• [Data supplied]:
use std::path::PathBuf;

use thiserror::Error;

/// All errors produced by semiscore-core.
///
/// Every variant except `Io` and `Other` is a model-load failure: the model
/// being loaded is unusable and there is no degraded fallback. Per-frame
/// scoring never returns an error.
#[derive(Debug, Error)]
pub enum ScoreError {
    #[error("model file not found: {path}")]
    ModelNotFound { path: PathBuf },

    #[error("malformed model file {path}: {reason}")]
    Format { path: PathBuf, reason: String },

    #[error("{what} mismatch: expected {expected}, found {found}")]
    DimensionMismatch {
        what: &'static str,
        expected: usize,
        found: usize,
    },

    #[error("truncated model file {path}: {reason}")]
    Truncated { path: PathBuf, reason: String },

    #[error("checksum mismatch in {path}: file says {expected:#010x}, computed {found:#010x}")]
    Checksum {
        path: PathBuf,
        expected: u32,
        found: u32,
    },

    #[error("more data than expected in {path}")]
    TrailingData { path: PathBuf },

    #[error("inconsistent RLE in {path}: stream {stream} codeword {codeword} expands to {found} senones, expected {expected}")]
    RleInconsistent {
        path: PathBuf,
        stream: usize,
        codeword: usize,
        expected: usize,
        found: usize,
    },

    #[error("log base {base} is too small to represent the add table in 8 bits")]
    LogTableTooWide { base: f64 },

    #[error("configuration error: {0}")]
    Config(String),

    #[error("IO error: {0}")]
    Io(#[from] std::io::Error),

    #[error(transparent)]
    Other(#[from] anyhow::Error),
}

impl ScoreError {
    pub(crate) fn format(path: impl Into<PathBuf>, reason: impl Into<String>) -> Self {
        ScoreError::Format {
            path: path.into(),
            reason: reason.into(),
        }
    }

    pub(crate) fn truncated(path: impl Into<PathBuf>, reason: impl Into<String>) -> Self {
        ScoreError::Truncated {
            path: path.into(),
            reason: reason.into(),
        }
    }
}

pub type Result<T> = std::result::Result<T, ScoreError>;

• [About this task]: Of the lines above, show those in which "file" appears.

• [Task response]:
    #[error("model file not found: {path}")]
    #[error("malformed model file {path}: {reason}")]
    #[error("truncated model file {path}: {reason}")]
    #[error("checksum mismatch in {path}: file says {expected:#010x}, computed {found:#010x}")]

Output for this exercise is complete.